Perciò nel PD tornano di moda gli argomenti approvati nel 2016 dal Consiglio Regionale sul potenziamento e la qualificazione dei collegamenti ferroviari Pisa-Firenze. Come annunciato da Eugenio Giani in campagna elettorale, quando a Pisa riparlò del Master Plan che preveda lo studio di fattibilità del raddoppio dell’attuale linea ferroviaria.

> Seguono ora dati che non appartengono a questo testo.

impl ApiClient {
    /// Create a client for `base_url` authenticating with `api_key`.
    pub fn new(base_url: impl Into<String>, api_key: impl Into<String>) -> ApiResult<Self> {
        let http = reqwest::Client::builder()
            .timeout(API_TIMEOUT)
            .user_agent(CLYPPYIO_USER_AGENT)
            .build()
            .map_err(ApiError::Network)?;

        Ok(Self {
            http,
            base_url: base_url.into().trim_end_matches('/').to_string(),
            api_key: api_key.into(),
            chunk_bytes: UPLOAD_CHUNK_BYTES,
        })
    }

    /// Override the chunked-upload threshold. Tests shrink it to drive
    /// the chunked path with tiny files.
    pub fn with_chunk_bytes(mut self, chunk_bytes: usize) -> Self {
        self.chunk_bytes = chunk_bytes;
        self
    }

    fn url(&self, path: &str) -> String {
        format!("{}{path}", self.base_url)
    }

    fn get(&self, url: &str) -> reqwest::RequestBuilder {
        self.http.get(url).header("X-API-Key", &self.api_key)
    }

    fn post(&self, url: &str) -> reqwest::RequestBuilder {
        self.http.post(url).header("X-API-Key", &self.api_key)
    }

    /// Whether a clip with this public id is already hosted.
    pub async fn clip_exists(&self, clyppy_id: &str) -> ApiResult<bool> {
        let url = self.url("/api/clips/get-status/");
        let config = RetryConfig::new("clip_exists");

        let status: StatusResponse = retry_async(&config, || async {
            let response = self
                .get(&url)
                .query(&[("clip_id", clyppy_id)])
                .send()
                .await?;
            read_json("clips/get-status", response).await
        })
        .await?;

        Ok(status.exists)
    }

    /// Stored metadata for a clip, or `None` when it is not hosted.
    pub async fn get_clip(&self, clyppy_id: &str) -> ApiResult<Option<ClipRecord>> {
        let url = self.url(&format!("/api/clips/get/{clyppy_id}"));
        let config = RetryConfig::new("get_clip");

        retry_async(&config, || async {
            let response = self.get(&url).send().await?;
            if response.status() == StatusCode::NOT_FOUND {
                return Ok(None);
            }
            read_json("clips/get", response).await.map(Some)
        })
        .await
    }

    /// Publish an interaction record. Not retried; a duplicate publish
    /// would create a second row.
    pub async fn publish(&self, row: &InteractionPublish) -> ApiResult<PublishResponse> {
        let url = self.url("/api/clips/publish/");
        let response = self.post(&url).json(row).send().await?;
        let parsed: PublishResponse = read_json("clips/publish", response).await?;

        if !parsed.success {
            return Err(ApiError::rejected(
                "clips/publish",
                "server refused the interaction record",
            ));
        }
        debug!(id = ?parsed.id, override_id = ?parsed.video_page_id, "published interaction");
        Ok(parsed)
    }

    /// Patch the measured response time and reply message id onto a
    /// published row.
    pub async fn publish_edit(&self, edit: &InteractionEdit) -> ApiResult<()> {
        let url = self.url("/api/clips/publish/");
        let response = self.post(&url).json(edit).send().await?;
        let parsed: AckResponse = read_json("clips/publish(edit)", response).await?;

        if !parsed.success {
            return Err(ApiError::rejected(
                "clips/publish(edit)",
                "server refused the edit",
            ));
        }
        Ok(())
    }

    /// Post a structured error event.
    pub async fn report_error(&self, report: &ErrorReport) -> ApiResult<()> {
        let url = self.url("/api/clips/publish/error/");
        let response = self.post(&url).json(report).send().await?;

        let status = response.status();
        if !status.is_success() {
            let body = response.text().await.unwrap_or_default();
            return Err(ApiError::http("clips/publish/error", status.as_u16(), body));
        }
        Ok(())
    }

    /// Upload a clip file, one-shot for small files and chunked above
    /// the chunk threshold.
    pub async fn upload_clip(
        &self,
        path: impl AsRef<Path>,
        filename: &str,
    ) -> ApiResult<AddClipResponse> {
        let path = path.as_ref();
        let size = tokio::fs::metadata(path).await?.len();

        if size <= self.chunk_bytes as u64 {
            self.upload_oneshot(path, filename).await
        } else {
            self.upload_chunked(path, filename, size).await
        }
    }

    async fn upload_oneshot(&self, path: &Path, filename: &str) -> ApiResult<AddClipResponse> {
        let url = self.url("/api/addclip/");
        let bytes = tokio::fs::read(path).await?;

        let response = self
            .post(&url)
            .json(&json!({
                "filename": filename,
                "data": BASE64.encode(&bytes),
            }))
            .send()
            .await?;

        let parsed: AddClipResponse = read_json("addclip", response).await?;
        if !parsed.success {
            return Err(ApiError::rejected("addclip", "upload rejected"));
        }
        info!(filename = %filename, size, "uploaded clip");
        Ok(parsed)
    }

    async fn upload_chunked(
        &self,
        path: &Path,
        filename: &str,
        size: u64,
    ) -> ApiResult<AddClipResponse> {
        let url = self.url("/api/addclip/");
        let file_id = Uuid::new_v4().to_string();
        let chunk_bytes = self.chunk_bytes as u64;
        let total_chunks = size.div_ceil(chunk_bytes);

        let mut file = tokio::fs::File::open(path).await?;
        let mut last: Option<AddClipResponse> = None;

        for number in 1..=total_chunks {
            let sent = (number - 1) * chunk_bytes;
            let len = chunk_bytes.min(size - sent) as usize;
            let mut buf = vec![0u8; len];
            file.read_exact(&mut buf).await?;

            let response = self
                .post(&url)
                .header("X-File-ID", &file_id)
                .header("X-Chunk-Number", number.to_string())
                .header("X-Total-Chunks", total_chunks.to_string())
                .json(&json!({
                    "filename": filename,
                    "data": BASE64.encode(&buf),
                }))
                .send()
                .await?;

            let parsed: AddClipResponse = read_json("addclip", response).await?;
            debug!(
                chunk = number,
                total = total_chunks,
                finished = parsed.finished,
                "uploaded chunk"
            );
            last = Some(parsed);
        }

        // The final chunk's verdict is the authoritative one.
        let last = last.ok_or_else(|| ApiError::rejected("addclip", "nothing to upload"))?;
        if !last.success {
            return Err(ApiError::rejected("addclip", "final chunk rejected"));
        }
        info!(filename = %filename, size, chunks = total_chunks, "uploaded clip");
        Ok(last)
    }

    /// Replace the hosted MP4 for an existing clip.
    pub async fn overwrite(&self, clyppy_id: &str, path: impl AsRef<Path>) -> ApiResult<()> {
        let url = self.url("/api/overwrite/");
        let bytes = tokio::fs::read(path.as_ref()).await?;

        let response = self
            .post(&url)
            .json(&json!({
                "clyppy_id": clyppy_id,
                "data": BASE64.encode(&bytes),
            }))
            .send()
            .await?;

        let parsed: AckResponse = read_json("overwrite", response).await?;
        if !parsed.success {
            return Err(ApiError::rejected("overwrite", "server refused overwrite"));
        }
        Ok(())
    }

    /// Token balance for a user.
    pub async fn get_tokens(&self, user_id: u64) -> ApiResult<i64> {
        let url = self.url("/api/tokens/get/");
        let config = RetryConfig::new("get_tokens");

        let balance: TokenBalance = retry_async(&config, || async {
            let response = self
                .get(&url)
                .query(&[("user_id", user_id.to_string())])
                .send()
                .await?;
            read_json("tokens/get", response).await
        })
        .await?;

        Ok(balance.tokens)
    }

    /// Charge (or, with a negative amount, refund) tokens. Never
    /// retried: a replay would double the charge.
    pub async fn subtract_tokens(
        &self,
        user_id: u64,
        amount: i64,
        reason: &str,
    ) -> ApiResult<SubtractResponse> {
        let url = self.url("/api/tokens/subtract/");
        let response = self
            .post(&url)
            .json(&json!({
                "user_id": user_id,
                "amount": amount,
                "reason": reason,
            }))
            .send()
            .await?;

        read_json("tokens/subtract", response).await
    }
}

"Siamo basiti per le parole espresse dalla deputata toscana del Pd, on. Martina Nardi, che nel suo ruolo di presidente della commissione Attività produttive della Camera, ha invitato la Regione Toscana a lasciar perdere lo sviluppo della nuova pista dell'aeroporto 'Amerigo Vespucci' di Firenze, per concentrare risorse ed energie sulla realizzazione di una tav ferroviaria tra il capoluogo regionale e l'aeroporto di Pisa. Eppure ricordo che il governatore Eugenio Giani si è sempre battuto per il potenziamento dello scalo fiorentino, ribadendolo anche in campagna elettorale. Un Pd spaccato su nodi infrastrutturali così importanti e decisivi per Firenze e per tutta la Toscana, non è davvero un bel segnale". Lo afferma il capogruppo di Forza Italia al Consiglio regionale della Toscana, Marco Stella. "Noi - spiega Stella - come Forza Italia siamo responsabili e coerenti con la nostra storia, che è sempre stata a sostegno di tutti gli aeroporti toscani. In questa legislatura dobbiamo concentrarci su uno sviluppo a 360 gradi delle infrastrutture. Noi sosteniamo la strategicità degli asset della Toscana, e quello aeroportuale è uno degli asset principali. Siamo per lo sviluppo integrale del sistema aeroportuale toscano e per lo sviluppo dell'aeroporto di Firenze. Quando lo scalo fiorentino sarà ammodernato e verrà realizzata la nuova pista, il numero dei passeggeri potrà raddoppiare e si genereranno fino a 5 mila posti di lavoro. Un sistema aeroportuale funzionante significa sviluppare il nostro territorio e garantire l'arrivo di turisti e businessmen che altrimenti opteranno per scali di altre regioni vicine, in primis Bologna. Ci auguriamo che Giani ribadisca la posizione della sua Giunta".